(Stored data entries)
+++++

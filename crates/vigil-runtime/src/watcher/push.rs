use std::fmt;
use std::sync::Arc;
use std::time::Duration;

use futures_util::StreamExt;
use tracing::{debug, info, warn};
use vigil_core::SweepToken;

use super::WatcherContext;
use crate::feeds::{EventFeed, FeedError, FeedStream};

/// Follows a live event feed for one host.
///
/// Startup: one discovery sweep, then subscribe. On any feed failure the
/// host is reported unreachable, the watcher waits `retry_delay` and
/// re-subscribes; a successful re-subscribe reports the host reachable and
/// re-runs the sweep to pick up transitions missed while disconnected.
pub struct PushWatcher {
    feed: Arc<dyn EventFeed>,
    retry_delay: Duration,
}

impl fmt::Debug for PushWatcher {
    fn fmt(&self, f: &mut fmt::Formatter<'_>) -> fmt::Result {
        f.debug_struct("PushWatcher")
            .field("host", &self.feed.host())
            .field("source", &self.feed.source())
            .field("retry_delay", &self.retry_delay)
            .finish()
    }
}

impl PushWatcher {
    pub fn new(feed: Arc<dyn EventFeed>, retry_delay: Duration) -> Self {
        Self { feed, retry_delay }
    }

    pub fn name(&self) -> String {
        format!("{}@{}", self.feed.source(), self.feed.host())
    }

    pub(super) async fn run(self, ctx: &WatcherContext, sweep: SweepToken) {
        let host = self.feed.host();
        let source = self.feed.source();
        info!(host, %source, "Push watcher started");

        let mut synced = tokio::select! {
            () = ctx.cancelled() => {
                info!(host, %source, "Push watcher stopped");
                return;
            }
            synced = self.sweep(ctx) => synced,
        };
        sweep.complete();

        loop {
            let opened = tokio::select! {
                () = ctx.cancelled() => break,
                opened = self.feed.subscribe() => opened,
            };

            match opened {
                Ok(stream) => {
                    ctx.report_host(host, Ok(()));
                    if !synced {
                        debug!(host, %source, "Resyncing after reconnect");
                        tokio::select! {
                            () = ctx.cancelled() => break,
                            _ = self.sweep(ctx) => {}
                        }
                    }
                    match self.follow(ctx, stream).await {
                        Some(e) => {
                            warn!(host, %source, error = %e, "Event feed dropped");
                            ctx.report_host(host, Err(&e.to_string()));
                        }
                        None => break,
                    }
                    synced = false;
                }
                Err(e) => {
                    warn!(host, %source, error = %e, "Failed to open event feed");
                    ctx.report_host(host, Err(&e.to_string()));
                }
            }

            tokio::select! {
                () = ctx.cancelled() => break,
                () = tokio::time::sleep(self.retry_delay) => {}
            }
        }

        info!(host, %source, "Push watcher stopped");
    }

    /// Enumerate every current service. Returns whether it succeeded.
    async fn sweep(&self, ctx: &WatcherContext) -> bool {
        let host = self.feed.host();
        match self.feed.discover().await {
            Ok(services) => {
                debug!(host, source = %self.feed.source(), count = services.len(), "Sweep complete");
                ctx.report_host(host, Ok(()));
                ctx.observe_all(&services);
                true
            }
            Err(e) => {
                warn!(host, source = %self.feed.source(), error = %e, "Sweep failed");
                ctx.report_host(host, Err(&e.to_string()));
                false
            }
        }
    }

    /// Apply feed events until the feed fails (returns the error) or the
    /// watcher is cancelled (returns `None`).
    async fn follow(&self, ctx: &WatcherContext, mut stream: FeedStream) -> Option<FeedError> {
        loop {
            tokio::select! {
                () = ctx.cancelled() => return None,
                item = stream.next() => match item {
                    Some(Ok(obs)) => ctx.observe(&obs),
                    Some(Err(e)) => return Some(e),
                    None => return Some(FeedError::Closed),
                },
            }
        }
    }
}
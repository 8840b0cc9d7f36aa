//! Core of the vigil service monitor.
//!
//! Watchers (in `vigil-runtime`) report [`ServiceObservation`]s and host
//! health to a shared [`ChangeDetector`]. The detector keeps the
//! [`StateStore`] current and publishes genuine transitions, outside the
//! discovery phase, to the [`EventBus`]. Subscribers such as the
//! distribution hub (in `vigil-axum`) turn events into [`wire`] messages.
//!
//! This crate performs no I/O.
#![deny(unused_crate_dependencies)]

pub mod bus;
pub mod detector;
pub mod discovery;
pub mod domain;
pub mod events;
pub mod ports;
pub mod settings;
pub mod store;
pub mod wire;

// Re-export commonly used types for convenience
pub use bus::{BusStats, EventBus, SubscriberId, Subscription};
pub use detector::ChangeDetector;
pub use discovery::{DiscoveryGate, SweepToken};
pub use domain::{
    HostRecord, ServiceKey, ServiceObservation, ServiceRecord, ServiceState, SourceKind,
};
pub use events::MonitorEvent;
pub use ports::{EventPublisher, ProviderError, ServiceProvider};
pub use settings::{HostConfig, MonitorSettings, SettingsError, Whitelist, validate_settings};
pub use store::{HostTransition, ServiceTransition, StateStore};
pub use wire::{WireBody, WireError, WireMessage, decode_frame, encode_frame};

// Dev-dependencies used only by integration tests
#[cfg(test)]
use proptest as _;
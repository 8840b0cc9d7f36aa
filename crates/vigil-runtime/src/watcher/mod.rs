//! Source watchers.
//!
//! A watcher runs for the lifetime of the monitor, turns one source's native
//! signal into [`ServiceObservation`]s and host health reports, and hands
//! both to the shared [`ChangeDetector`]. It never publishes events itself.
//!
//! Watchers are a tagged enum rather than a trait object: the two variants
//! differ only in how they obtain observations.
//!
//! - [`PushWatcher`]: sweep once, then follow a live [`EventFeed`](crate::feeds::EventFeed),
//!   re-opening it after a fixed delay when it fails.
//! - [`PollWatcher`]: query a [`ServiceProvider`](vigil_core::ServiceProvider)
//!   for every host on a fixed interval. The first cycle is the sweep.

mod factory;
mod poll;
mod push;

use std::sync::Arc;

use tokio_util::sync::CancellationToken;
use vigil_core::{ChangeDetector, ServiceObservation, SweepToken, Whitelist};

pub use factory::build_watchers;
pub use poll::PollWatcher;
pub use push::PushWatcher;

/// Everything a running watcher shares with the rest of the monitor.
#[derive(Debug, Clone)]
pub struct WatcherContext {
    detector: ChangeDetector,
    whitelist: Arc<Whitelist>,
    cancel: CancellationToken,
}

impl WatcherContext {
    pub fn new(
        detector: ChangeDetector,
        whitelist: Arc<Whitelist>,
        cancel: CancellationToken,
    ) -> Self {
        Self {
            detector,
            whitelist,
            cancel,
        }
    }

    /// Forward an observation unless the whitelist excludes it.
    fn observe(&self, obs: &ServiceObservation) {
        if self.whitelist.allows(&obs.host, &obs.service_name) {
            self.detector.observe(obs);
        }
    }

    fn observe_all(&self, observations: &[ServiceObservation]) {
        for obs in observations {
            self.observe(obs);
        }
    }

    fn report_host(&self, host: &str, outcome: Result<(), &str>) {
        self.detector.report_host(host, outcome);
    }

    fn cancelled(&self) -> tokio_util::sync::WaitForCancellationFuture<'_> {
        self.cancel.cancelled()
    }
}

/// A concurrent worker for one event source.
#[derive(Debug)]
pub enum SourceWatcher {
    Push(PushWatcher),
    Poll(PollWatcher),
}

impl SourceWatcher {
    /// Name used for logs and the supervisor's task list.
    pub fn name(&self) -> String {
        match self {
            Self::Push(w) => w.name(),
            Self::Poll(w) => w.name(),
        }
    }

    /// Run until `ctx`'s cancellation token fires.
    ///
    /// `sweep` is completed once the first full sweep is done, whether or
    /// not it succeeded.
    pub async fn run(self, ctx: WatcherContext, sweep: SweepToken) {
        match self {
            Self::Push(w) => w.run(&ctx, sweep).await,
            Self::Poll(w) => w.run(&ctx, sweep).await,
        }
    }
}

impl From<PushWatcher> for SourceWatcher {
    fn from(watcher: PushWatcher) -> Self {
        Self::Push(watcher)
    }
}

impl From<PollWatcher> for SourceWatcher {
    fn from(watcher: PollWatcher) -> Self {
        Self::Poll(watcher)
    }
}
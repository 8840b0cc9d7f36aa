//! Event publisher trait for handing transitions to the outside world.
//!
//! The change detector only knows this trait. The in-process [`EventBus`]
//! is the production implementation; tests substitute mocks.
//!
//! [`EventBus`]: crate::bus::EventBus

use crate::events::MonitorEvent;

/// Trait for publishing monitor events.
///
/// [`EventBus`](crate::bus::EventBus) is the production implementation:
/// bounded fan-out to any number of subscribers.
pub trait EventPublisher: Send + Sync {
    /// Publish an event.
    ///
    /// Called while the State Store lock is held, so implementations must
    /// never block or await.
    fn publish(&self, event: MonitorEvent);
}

+++++

§ **REQUIRED WORK**
Give again, exactly as written, every line from the first one above through the line that has "let opened = tokio::select!" in it.

§ **RESULT OF THIS TASK**
filename crates/vigil-runtime/src/watcher/push.rs
use std::fmt;
use std::sync::Arc;
use std::time::Duration;

use futures_util::StreamExt;
use tracing::{debug, info, warn};
use vigil_core::SweepToken;

use super::WatcherContext;
use crate::feeds::{EventFeed, FeedError, FeedStream};

/// Follows a live event feed for one host.
///
/// Startup: one discovery sweep, then subscribe. On any feed failure the
/// host is reported unreachable, the watcher waits `retry_delay` and
/// re-subscribes; a successful re-subscribe reports the host reachable and
/// re-runs the sweep to pick up transitions missed while disconnected.
pub struct PushWatcher {
    feed: Arc<dyn EventFeed>,
    retry_delay: Duration,
}

impl fmt::Debug for PushWatcher {
    fn fmt(&self, f: &mut fmt::Formatter<'_>) -> fmt::Result {
        f.debug_struct("PushWatcher")
            .field("host", &self.feed.host())
            .field("source", &self.feed.source())
            .field("retry_delay", &self.retry_delay)
            .finish()
    }
}

impl PushWatcher {
    pub fn new(feed: Arc<dyn EventFeed>, retry_delay: Duration) -> Self {
        Self { feed, retry_delay }
    }

    pub fn name(&self) -> String {
        format!("{}@{}", self.feed.source(), self.feed.host())
    }

    pub(super) async fn run(self, ctx: &WatcherContext, sweep: SweepToken) {
        let host = self.feed.host();
        let source = self.feed.source();
        info!(host, %source, "Push watcher started");

        let mut synced = tokio::select! {
            () = ctx.cancelled() => {
                info!(host, %source, "Push watcher stopped");
                return;
            }
            synced = self.sweep(ctx) => synced,
        };
        sweep.complete();

        loop {
            let opened = tokio::select! {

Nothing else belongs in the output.